Colon-adhesive poly(maleic anhydride)-sirolimus conjugate alleviates local colitis inflammation

Abstract

Ulcerative colitis (UC) is a chronic, recurring inflammatory condition triggered by immunological imbalances in the digestive tract, leading to weight loss, diarrhea, rectal bleeding, and an increased risk of colon cancer. Existing UC treatments encounter significant limitations, such as primary non-responsiveness, secondary loss of efficacy, and adverse effects. This necessitates the development of drugs and drug formulations to broaden UC treatment options. This study describes the extended retention of poly(maleic anhydride)-drug conjugates in the large intestine of a DSS-induced acute colitis mouse model and highlights their potential for treating UC. Anti-inflammatory sirolimus (Siro) is considered an alternative drug for UC treatment, which however also has side effects due to nonspecific systemic delivery.

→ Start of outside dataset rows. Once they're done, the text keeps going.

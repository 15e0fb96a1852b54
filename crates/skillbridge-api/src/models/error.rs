//! Error responses of the delegation API.

use axum::http::StatusCode;
use axum::response::{IntoResponse, Response};
use serde::Serialize;
use skillbridge_core::{BridgeError, ErrorKind};
use std::fmt;

/// Error body `{"error": CODE, "message": text}` with its HTTP status.
#[derive(Debug, Clone, Serialize)]
pub struct ErrorResponse {
    /// Error code for programmatic handling.
    #[serde(rename = "error")]
    pub code: String,
    /// Human-readable error message.
    pub message: String,
    #[serde(skip)]
    pub status: StatusCode,
}

impl ErrorResponse {
    pub fn new(code: impl Into<String>, message: impl Into<String>, status: StatusCode) -> Self {
        Self {
            code: code.into(),
            message: message.into(),
            status,
        }
    }

    /// Malformed request (500, like every non-timeout failure of the bridge).
    pub fn validation(message: impl Into<String>) -> Self {
        Self::new(
            ErrorKind::Validation.as_str(),
            message,
            StatusCode::INTERNAL_SERVER_ERROR,
        )
    }

    /// Internal server error (500).
    pub fn internal(message: impl Into<String>) -> Self {
        Self::new("INTERNAL_ERROR", message, StatusCode::INTERNAL_SERVER_ERROR)
    }
}

/// HTTP status for an error kind.
pub fn status_for(kind: ErrorKind) -> StatusCode {
    match kind {
        ErrorKind::Timeout => StatusCode::GATEWAY_TIMEOUT,
        ErrorKind::SchemaLoad | ErrorKind::Mapping | ErrorKind::Broker | ErrorKind::Validation => {
            StatusCode::INTERNAL_SERVER_ERROR
        }
    }
}

impl From<BridgeError> for ErrorResponse {
    fn from(e: BridgeError) -> Self {
        let kind = e.kind();
        Self::new(kind.as_str(), e.to_string(), status_for(kind))
    }
}

impl IntoResponse for ErrorResponse {
    fn into_response(self) -> Response {
        let status = self.status;
        (status, axum::Json(self)).into_response()
    }
}

impl fmt::Display for ErrorResponse {
    fn fmt(&self, f: &mut fmt::Formatter<'_>) -> fmt::Result {
        write!(f, "[{}] {}", self.code, self.message)
    }
}

impl std::error::Error for ErrorResponse {}

/// Handler result type.
pub type ApiResult<T> = Result<T, ErrorResponse>;
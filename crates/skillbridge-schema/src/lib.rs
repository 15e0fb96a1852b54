//! JSON Schema handling for command and response payloads.
//!
//! ## Architecture
//!
//! - **SchemaParser**: fetches schema documents (local file or HTTP), expands
//!   `$ref`, merges `allOf`, picks the first `anyOf`/`oneOf` alternative and
//!   caches results for the process lifetime
//! - **SchemaStructure**: flat view of a resolved schema (simple fields and
//!   positional array fields)
//! - **FieldMappingResolver**: maps Operation parameter names onto a
//!   structure, producing a per-invocation packing plan
//!
//! ```text
//! reference ──fetch──→ document ──resolve──→ schema ──extract──→ SchemaStructure
//!                                                                     │
//!                       parameter names ──FieldMappingResolver────────┴──→ FieldMappingPlan
//! ```

pub mod error;
pub mod fetch;
pub mod mapping;
pub mod parser;
pub mod structure;

pub use error::{SchemaError, SchemaResult};
pub use fetch::{DefaultFetcher, SchemaFetcher};
pub use mapping::{ArrayMapping, FieldMappingPlan, FieldMappingResolver, SimpleMapping};
pub use parser::{SchemaParser, reference_url};
pub use structure::{ArrayItem, FieldType, SchemaStructure};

Accordingly, poly(malic anhydride)-sirolimus (pSiro) is synthesized by linking Siro, a representative immunosuppressant and anti-inflammatory drug used in clinical practice, to anhydride groups of poly(maleic anhydride) via ester bonds. In a biodistribution study, poly(maleic anhydride) increases drug retention in the large intestine. Histochemical staining reveals the reduced inflammation degree in the treatment of pSiro, which leads to the decline of systemic inflammatory markers such as plasma TNF-α, NO, and LPS levels. These results suggest pSiro as a potential therapeutic option for the treatment of UC.